Answer:
[tex]\boxed{{ \:\displaystyle\int\bf \dfrac{dx}{(1 + x) \sqrt{3 + 2x - {x}^{2} } }=- \: \dfrac{1}{2} \sqrt{\dfrac{3 - x }{x + 1}} + c \: }} \\ \\ [/tex]
Step-by-step explanation:
Given integral is
[tex]\sf \: \displaystyle\int\sf \dfrac{dx}{(1 + x) \sqrt{3 + 2x - {x}^{2} } } \\ \\ [/tex]
To evaluate this integral, we substitute
[tex]\sf \: 1 + x = \dfrac{1}{y} \\ \\ [/tex]
[tex]\sf\implies dx = - \dfrac{1}{ {y}^{2} } \: dy \\ \\ [/tex]
Also,
[tex]\sf \: 1 + x = \dfrac{1}{y} \: \: \sf\implies x = \dfrac{1 - y}{y} \\ \\ [/tex]

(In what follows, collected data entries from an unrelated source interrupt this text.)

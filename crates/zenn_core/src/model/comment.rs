//! Comment domain model.
//!
//! # Invariants
//! - A comment belongs to exactly one task through `task_id`.
//! - Ids with the `tmp-` prefix are client-generated placeholders and are
//!   never issued by the task store.

use crate::model::task::TaskId;
use chrono::{DateTime, Utc};
use serde::{Deserialize, Serialize};
use uuid::Uuid;

pub type CommentId = String;

const TEMPORARY_ID_PREFIX: &str = "tmp-";

#[derive(Debug, Clone, PartialEq, Eq, Serialize, Deserialize)]
pub struct Comment {
    pub id: CommentId,
    pub task_id: TaskId,
    pub text: String,
    pub created_at: DateTime<Utc>,
}

impl Comment {
    /// Builds an optimistic placeholder with a temporary id.
    pub fn placeholder(task_id: impl Into<TaskId>, text: impl Into<String>) -> Self {
        Self {
            id: format!("{TEMPORARY_ID_PREFIX}{}", Uuid::new_v4()),
            task_id: task_id.into(),
            text: text.into(),
            created_at: Utc::now(),
        }
    }

    pub fn is_temporary(&self) -> bool {
        is_temporary_id(&self.id)
    }
}

pub fn is_temporary_id(id: &str) -> bool {
    id.starts_with(TEMPORARY_ID_PREFIX)
}

/// Trims comment input; `None` when nothing remains.
pub fn normalize_comment_text(text: &str) -> Option<String> {
    let trimmed = text.trim();
    if trimmed.is_empty() {
        None
    } else {
        Some(trimmed.to_string())
    }
}
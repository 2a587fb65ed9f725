//! Authentication collaborator seam.
//!
//! The core never authenticates anyone; it only asks who is signed in.

use crate::model::task::UserId;
use parking_lot::RwLock;

#[derive(Debug, Clone, PartialEq, Eq)]
pub enum AuthState {
    /// Session restoration still in progress.
    Loading,
    Anonymous,
    Authenticated(UserId),
}

pub trait AuthProvider {
    fn auth_state(&self) -> AuthState;
}

/// In-process auth state, switched explicitly by the host application.
#[derive(Debug)]
pub struct StaticAuth {
    state: RwLock<AuthState>,
}

impl StaticAuth {
    pub fn new(state: AuthState) -> Self {
        Self {
            state: RwLock::new(state),
        }
    }

    pub fn signed_in(user_id: impl Into<UserId>) -> Self {
        Self::new(AuthState::Authenticated(user_id.into()))
    }

    pub fn anonymous() -> Self {
        Self::new(AuthState::Anonymous)
    }

    pub fn set(&self, state: AuthState) {
        *self.state.write() = state;
    }
}

impl AuthProvider for StaticAuth {
    fn auth_state(&self) -> AuthState {
        self.state.read().clone()
    }
}
//! Core domain logic for Zenn.
//! This crate owns task invariants, insight aggregation and the optimistic
//! mutation protocol; views and the hosted backend live elsewhere.

pub mod cache;
pub mod config;
pub mod db;
pub mod insight;
pub mod logging;
pub mod model;
pub mod service;
pub mod store;

pub use cache::transition::{MutationKind, Transition, TransitionState};
pub use cache::{CacheKey, TaskCache, TaskSnapshot};
pub use config::{ConfigError, CoordinatorConfig};
pub use insight::{
    compute_feedback_distribution, compute_pillar_averages, compute_score_zones,
    filter_by_date_window, ChartDatum, DateWindow, FeedbackDistribution, FeedbackNarrative,
    InsightReport, PillarAverages, PillarClass, ScoreZone, ZoneCounts,
};
pub use logging::{default_log_level, init_logging, logging_status};
pub use model::comment::{Comment, CommentId};
pub use model::task::{
    Feedback, Pillar, PillarScores, Task, TaskId, TaskValidationError, UserId,
};
pub use service::auth::{AuthProvider, AuthState, StaticAuth};
pub use service::mutation::{
    MutationError, MutationOutcome, RestorePlan, Settled, TaskMutationCoordinator,
};
pub use service::notify::{LogNotifier, MemoryNotifier, Notification, NotificationLevel, Notifier};
pub use store::{
    CompletionFilter, FetchedTask, NewTask, SqliteTaskStore, StoreError, StoreResult, TaskPatch,
    TaskStore,
};

/// Minimal health-check API for host integration.
pub fn ping() -> &'static str {
    "pong"
}

/// Returns the core crate version.
pub fn core_version() -> &'static str {
    env!("CARGO_PKG_VERSION")
}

So, on substituting these values in above integral, we get
[tex]\sf \: = \: \displaystyle\int\sf \dfrac{ - \dfrac{1}{ {y}^{2} } }{\dfrac{1}{y} \sqrt{3 + \dfrac{2(1 - y)}{y} - {\bigg(\dfrac{1 - y}{y} \bigg) }^{2} } } \: dy \\ \\ [/tex]
[tex]\sf \: = \: - \displaystyle\int\sf \dfrac{ 1 }{y \sqrt{3 + \dfrac{2(1 - y)}{y} - \dfrac{ {(1 - y)}^{2} }{ {y}^{2} } } } \: dy \\ \\ [/tex]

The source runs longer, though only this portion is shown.